- INPUT:
==========

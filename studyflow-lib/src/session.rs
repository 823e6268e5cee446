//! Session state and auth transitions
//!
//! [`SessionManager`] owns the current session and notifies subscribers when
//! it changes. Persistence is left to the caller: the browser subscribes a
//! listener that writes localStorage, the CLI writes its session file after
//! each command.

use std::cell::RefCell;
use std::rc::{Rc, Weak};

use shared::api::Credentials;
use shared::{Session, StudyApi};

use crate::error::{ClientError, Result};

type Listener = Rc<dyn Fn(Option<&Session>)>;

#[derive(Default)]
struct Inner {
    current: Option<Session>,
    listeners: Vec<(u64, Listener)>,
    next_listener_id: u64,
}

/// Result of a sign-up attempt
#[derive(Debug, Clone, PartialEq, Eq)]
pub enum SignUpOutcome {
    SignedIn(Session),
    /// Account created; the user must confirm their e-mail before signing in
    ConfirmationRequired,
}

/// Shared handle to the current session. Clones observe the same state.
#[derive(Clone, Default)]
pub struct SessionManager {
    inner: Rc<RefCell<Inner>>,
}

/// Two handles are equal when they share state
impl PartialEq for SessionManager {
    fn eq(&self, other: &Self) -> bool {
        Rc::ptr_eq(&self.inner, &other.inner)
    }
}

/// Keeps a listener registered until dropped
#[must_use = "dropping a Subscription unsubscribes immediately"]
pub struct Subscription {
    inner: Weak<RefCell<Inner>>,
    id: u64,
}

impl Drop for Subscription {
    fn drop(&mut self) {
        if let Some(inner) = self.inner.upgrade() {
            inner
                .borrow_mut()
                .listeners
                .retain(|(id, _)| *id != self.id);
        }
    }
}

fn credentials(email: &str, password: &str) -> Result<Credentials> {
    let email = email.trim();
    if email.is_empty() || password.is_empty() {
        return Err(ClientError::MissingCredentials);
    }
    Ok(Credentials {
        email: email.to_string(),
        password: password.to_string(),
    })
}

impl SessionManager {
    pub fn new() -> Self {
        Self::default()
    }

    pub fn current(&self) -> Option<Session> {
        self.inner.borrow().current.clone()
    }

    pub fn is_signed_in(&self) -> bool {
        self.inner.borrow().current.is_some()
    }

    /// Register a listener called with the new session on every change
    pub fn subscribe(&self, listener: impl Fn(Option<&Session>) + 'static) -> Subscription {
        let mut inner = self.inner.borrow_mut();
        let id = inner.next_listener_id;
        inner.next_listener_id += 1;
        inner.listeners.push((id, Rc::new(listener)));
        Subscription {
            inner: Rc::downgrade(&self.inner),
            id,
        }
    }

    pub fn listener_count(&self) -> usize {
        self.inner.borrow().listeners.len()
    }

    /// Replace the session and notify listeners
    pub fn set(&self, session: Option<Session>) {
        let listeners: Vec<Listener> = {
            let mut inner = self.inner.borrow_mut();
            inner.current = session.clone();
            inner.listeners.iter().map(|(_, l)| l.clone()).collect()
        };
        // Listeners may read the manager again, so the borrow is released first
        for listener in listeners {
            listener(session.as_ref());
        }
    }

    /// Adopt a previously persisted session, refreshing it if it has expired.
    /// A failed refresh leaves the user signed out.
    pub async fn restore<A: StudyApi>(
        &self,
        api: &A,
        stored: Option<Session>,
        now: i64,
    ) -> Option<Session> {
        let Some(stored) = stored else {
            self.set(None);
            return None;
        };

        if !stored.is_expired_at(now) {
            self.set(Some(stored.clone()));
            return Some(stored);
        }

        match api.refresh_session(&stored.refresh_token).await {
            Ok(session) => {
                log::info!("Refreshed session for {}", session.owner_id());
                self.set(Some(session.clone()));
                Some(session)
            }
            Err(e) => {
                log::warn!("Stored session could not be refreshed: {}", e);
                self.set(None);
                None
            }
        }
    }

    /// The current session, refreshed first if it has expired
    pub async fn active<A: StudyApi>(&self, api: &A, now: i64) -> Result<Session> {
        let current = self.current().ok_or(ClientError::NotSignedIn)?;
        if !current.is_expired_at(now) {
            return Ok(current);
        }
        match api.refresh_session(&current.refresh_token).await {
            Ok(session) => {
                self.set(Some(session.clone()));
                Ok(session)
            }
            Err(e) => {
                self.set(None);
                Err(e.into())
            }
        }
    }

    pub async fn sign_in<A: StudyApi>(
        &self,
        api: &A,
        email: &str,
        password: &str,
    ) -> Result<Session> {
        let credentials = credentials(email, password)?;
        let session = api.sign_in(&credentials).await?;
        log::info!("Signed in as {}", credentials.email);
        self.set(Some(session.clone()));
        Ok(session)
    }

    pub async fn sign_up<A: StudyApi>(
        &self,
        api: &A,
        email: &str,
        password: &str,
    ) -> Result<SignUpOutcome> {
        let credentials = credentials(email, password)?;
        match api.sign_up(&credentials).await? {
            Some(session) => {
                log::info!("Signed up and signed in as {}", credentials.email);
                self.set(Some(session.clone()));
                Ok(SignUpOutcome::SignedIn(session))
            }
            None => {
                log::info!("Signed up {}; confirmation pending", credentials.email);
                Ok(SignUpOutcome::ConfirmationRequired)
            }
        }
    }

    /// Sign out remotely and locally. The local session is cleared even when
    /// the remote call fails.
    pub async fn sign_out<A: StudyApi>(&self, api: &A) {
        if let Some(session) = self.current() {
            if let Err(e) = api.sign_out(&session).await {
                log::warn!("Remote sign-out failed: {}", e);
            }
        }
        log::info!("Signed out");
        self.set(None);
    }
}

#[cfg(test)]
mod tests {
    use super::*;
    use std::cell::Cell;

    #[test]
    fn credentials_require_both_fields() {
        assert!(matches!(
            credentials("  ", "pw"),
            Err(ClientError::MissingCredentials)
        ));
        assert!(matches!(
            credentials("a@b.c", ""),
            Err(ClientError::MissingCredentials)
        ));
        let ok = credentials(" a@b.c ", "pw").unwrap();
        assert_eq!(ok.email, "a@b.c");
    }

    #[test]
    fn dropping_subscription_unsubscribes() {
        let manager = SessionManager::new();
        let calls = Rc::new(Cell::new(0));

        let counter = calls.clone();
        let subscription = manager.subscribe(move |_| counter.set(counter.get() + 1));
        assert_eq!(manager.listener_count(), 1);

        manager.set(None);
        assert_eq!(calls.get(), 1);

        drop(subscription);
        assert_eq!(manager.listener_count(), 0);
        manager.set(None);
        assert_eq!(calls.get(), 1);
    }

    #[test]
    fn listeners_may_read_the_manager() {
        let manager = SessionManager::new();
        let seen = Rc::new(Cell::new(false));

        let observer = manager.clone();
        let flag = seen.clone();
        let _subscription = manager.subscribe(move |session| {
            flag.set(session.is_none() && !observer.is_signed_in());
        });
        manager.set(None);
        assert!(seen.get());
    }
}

==========

- WORK ORDER: When the word "password" shows up in a line of the entries, report that line.

- RESPONSE TO THE TASK:
fn credentials(email: &str, password: &str) -> Result<Credentials> {
    if email.is_empty() || password.is_empty() {
        password: password.to_string(),
        password: &str,
        let credentials = credentials(email, password)?;
        password: &str,
        let credentials = credentials(email, password)?;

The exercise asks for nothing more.